▶ [Try it] Below are the records; restate word for word the lines from the first through the one containing "when the response", and only those.

Start of Excerpted records

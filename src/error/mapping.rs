//! AWS error document mapping for the SES Query API.
//!
//! This module handles extraction of AWS error documents from parsed
//! responses and their mapping to [`SesError::Api`]. It provides
//! functionality to:
//!
//! - Extract the `Error` element of a parsed response
//! - Determine retryability based on error code and HTTP status
//! - Build an error for a failed status that carried no error document
//!
//! # Error Response Format
//!
//! The Query API returns errors in the following XML format:
//!
//! ```xml
//! <ErrorResponse xmlns="http://ses.amazonaws.com/doc/2010-12-01/">
//!   <Error>
//!     <Type>Sender</Type>
//!     <Code>MessageRejected</Code>
//!     <Message>Email address is not verified.</Message>
//!   </Error>
//!   <RequestId>b3b4c5e6-0000-0000-0000-000000000000</RequestId>
//! </ErrorResponse>
//! ```

use http::StatusCode;

use super::SesError;
use crate::xml::ParsedResponse;

/// Code used when a failed response carried no error document.
pub(crate) const HTTP_ERROR_CODE: &str = "HttpError";

/// An AWS error document.
#[derive(Debug, Clone, PartialEq, Eq)]
pub struct AwsErrorResponse {
    /// The AWS error code (e.g. `MessageRejected`).
    pub code: String,

    /// Human-readable error message.
    pub message: String,

    /// Fault side, `Sender` or `Receiver`, when present.
    pub error_type: Option<String>,

    /// AWS request ID for debugging and support.
    pub request_id: Option<String>,
}

impl AwsErrorResponse {
    /// Extract the error document of a parsed response.
    ///
    /// Returns `None` when the response has no top-level `Error` element.
    /// Missing `Code` or `Message` children are reported as `Unknown` and
    /// an empty message rather than rejected.
    ///
    /// # Examples
    ///
    /// ```rust
    /// use integrations_aws_ses_simple::error::AwsErrorResponse;
    /// use integrations_aws_ses_simple::xml::parse_response;
    ///
    /// let parsed = parse_response(
    ///     "<ErrorResponse><Error><Code>Throttling</Code><Message>Rate exceeded</Message></Error>\
    ///      <RequestId>req-1</RequestId></ErrorResponse>"
    /// ).unwrap();
    ///
    /// let error = AwsErrorResponse::from_response(&parsed).unwrap();
    /// assert_eq!(error.code, "Throttling");
    /// assert_eq!(error.request_id.as_deref(), Some("req-1"));
    /// ```
    pub fn from_response(response: &ParsedResponse) -> Option<Self> {
        let error = response.get("Error")?;

        let (code, message, error_type) = match error.as_node() {
            Some(node) => (
                node.get_text("Code").unwrap_or("Unknown").to_string(),
                node.get_text("Message").unwrap_or_default().to_string(),
                node.get_text("Type").map(str::to_string),
            ),
            None => (
                "Unknown".to_string(),
                error.as_text().unwrap_or_default().to_string(),
                None,
            ),
        };

        Some(Self {
            code,
            message,
            error_type,
            request_id: find_request_id(response),
        })
    }
}

/// Locate the request ID of a response, wherever the service put it.
fn find_request_id(response: &ParsedResponse) -> Option<String> {
    response
        .get_text("RequestId")
        .or_else(|| response.lookup_text("ResponseMetadata.RequestId"))
        .or_else(|| response.lookup_text("Error.RequestId"))
        .map(str::to_string)
}

/// Map an AWS error document to [`SesError::Api`].
///
/// # Arguments
///
/// * `error` - The extracted error document
/// * `status` - The HTTP status the document arrived with
///
/// # Examples
///
/// ```rust
/// use integrations_aws_ses_simple::error::{map_aws_error, AwsErrorResponse};
///
/// let error = AwsErrorResponse {
///     code: "MessageRejected".to_string(),
///     message: "Email address is not verified.".to_string(),
///     error_type: Some("Sender".to_string()),
///     request_id: Some("abc-123".to_string()),
/// };
///
/// let ses_error = map_aws_error(&error, Some(400));
/// assert!(!ses_error.is_retryable());
/// assert_eq!(ses_error.status(), Some(400));
/// ```
pub fn map_aws_error(error: &AwsErrorResponse, status: Option<u16>) -> SesError {
    let retryable = is_retryable_code(&error.code) || status.map_or(false, is_retryable_status);

    SesError::Api {
        code: error.code.clone(),
        message: error.message.clone(),
        request_id: error.request_id.clone(),
        status,
        retryable,
    }
}

/// Build the error for a non-2xx response that carried no error document.
pub(crate) fn map_http_status(status: u16, request_id: Option<String>) -> SesError {
    let reason = StatusCode::from_u16(status)
        .ok()
        .and_then(|s| s.canonical_reason())
        .unwrap_or("Unknown Status");

    SesError::Api {
        code: HTTP_ERROR_CODE.to_string(),
        message: format!("HTTP {} {}", status, reason),
        request_id,
        status: Some(status),
        retryable: is_retryable_status(status),
    }
}

/// Error codes that indicate a transient condition on the service side.
pub fn is_retryable_code(code: &str) -> bool {
    matches!(
        code,
        "Throttling"
            | "ThrottlingException"
            | "RequestThrottled"
            | "InternalFailure"
            | "InternalError"
            | "ServiceUnavailable"
            | "ServiceUnavailableException"
    )
}

/// HTTP statuses that indicate a transient condition on the service side.
pub fn is_retryable_status(status: u16) -> bool {
    status == 429 || (500..600).contains(&status)
}

#[cfg(test)]
mod tests {
    use super::*;
    use crate::error::ErrorKind;
    use crate::xml::parse_response;
    use rstest::rstest;

    const MESSAGE_REJECTED: &str = r#"<ErrorResponse xmlns="http://ses.amazonaws.com/doc/2010-12-01/">
  <Error>
    <Type>Sender</Type>
    <Code>MessageRejected</Code>
    <Message>Email address is not verified.</Message>
  </Error>
  <RequestId>b3b4c5e6-1111-2222-3333-444455556666</RequestId>
</ErrorResponse>"#;

    #[test]
    fn test_from_response() {
        let parsed = parse_response(MESSAGE_REJECTED).unwrap();
        let error = AwsErrorResponse::from_response(&parsed).unwrap();

        assert_eq!(error.code, "MessageRejected");
        assert_eq!(error.message, "Email address is not verified.");
        assert_eq!(error.error_type.as_deref(), Some("Sender"));
        assert_eq!(
            error.request_id.as_deref(),
            Some("b3b4c5e6-1111-2222-3333-444455556666")
        );
    }

    #[test]
    fn test_from_response_without_error() {
        let parsed = parse_response(
            "<GetSendQuotaResponse><GetSendQuotaResult/></GetSendQuotaResponse>",
        )
        .unwrap();
        assert!(AwsErrorResponse::from_response(&parsed).is_none());
    }

    #[test]
    fn test_from_response_with_text_error() {
        let parsed = parse_response("<Response><Error>boom</Error></Response>").unwrap();
        let error = AwsErrorResponse::from_response(&parsed).unwrap();

        assert_eq!(error.code, "Unknown");
        assert_eq!(error.message, "boom");
        assert_eq!(error.request_id, None);
    }

    #[rstest]
    #[case("Throttling", 400, true)]
    #[case("ServiceUnavailable", 503, true)]
    #[case("InternalFailure", 500, true)]
    #[case("MessageRejected", 400, false)]
    #[case("InvalidParameterValue", 400, false)]
    #[case("SignatureDoesNotMatch", 403, false)]
    #[case("SomethingNew", 502, true)]
    fn test_map_aws_error_retryability(
        #[case] code: &str,
        #[case] status: u16,
        #[case] retryable: bool,
    ) {
        let error = AwsErrorResponse {
            code: code.to_string(),
            message: "message".to_string(),
            error_type: None,
            request_id: None,
        };

        let mapped = map_aws_error(&error, Some(status));
        assert_eq!(mapped.kind(), ErrorKind::Api);
        assert_eq!(mapped.error_code(), Some(code));
        assert_eq!(mapped.is_retryable(), retryable);
    }

    #[test]
    fn test_map_http_status() {
        let error = map_http_status(403, Some("req-9".to_string()));
        assert_eq!(error.error_code(), Some(HTTP_ERROR_CODE));
        assert_eq!(error.request_id(), Some("req-9"));
        assert_eq!(error.status(), Some(403));
        assert!(error.to_string().contains("HTTP 403 Forbidden"));
        assert!(!error.is_retryable());

        assert!(map_http_status(503, None).is_retryable());
        assert!(map_http_status(599, None).to_string().contains("Unknown Status"));
    }
}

End of Excerpted records

▶ [Expected output]
filename src/error/mapping.rs
//! AWS error document mapping for the SES Query API.
//!
//! This module handles extraction of AWS error documents from parsed
//! responses and their mapping to [`SesError::Api`]. It provides
//! functionality to:
//!
//! - Extract the `Error` element of a parsed response
//! - Determine retryability based on error code and HTTP status
//! - Build an error for a failed status that carried no error document
//!
//! # Error Response Format
//!
//! The Query API returns errors in the following XML format:
//!
//! ```xml
//! <ErrorResponse xmlns="http://ses.amazonaws.com/doc/2010-12-01/">
//!   <Error>
//!     <Type>Sender</Type>
//!     <Code>MessageRejected</Code>
//!     <Message>Email address is not verified.</Message>
//!   </Error>
//!   <RequestId>b3b4c5e6-0000-0000-0000-000000000000</RequestId>
//! </ErrorResponse>
//! ```

use http::StatusCode;

use super::SesError;
use crate::xml::ParsedResponse;

/// Code used when a failed response carried no error document.
pub(crate) const HTTP_ERROR_CODE: &str = "HttpError";

/// An AWS error document.
#[derive(Debug, Clone, PartialEq, Eq)]
pub struct AwsErrorResponse {
    /// The AWS error code (e.g. `MessageRejected`).
    pub code: String,

    /// Human-readable error message.
    pub message: String,

    /// Fault side, `Sender` or `Receiver`, when present.
    pub error_type: Option<String>,

    /// AWS request ID for debugging and support.
    pub request_id: Option<String>,
}

impl AwsErrorResponse {
    /// Extract the error document of a parsed response.
    ///
    /// Returns `None` when the response has no top-level `Error` element.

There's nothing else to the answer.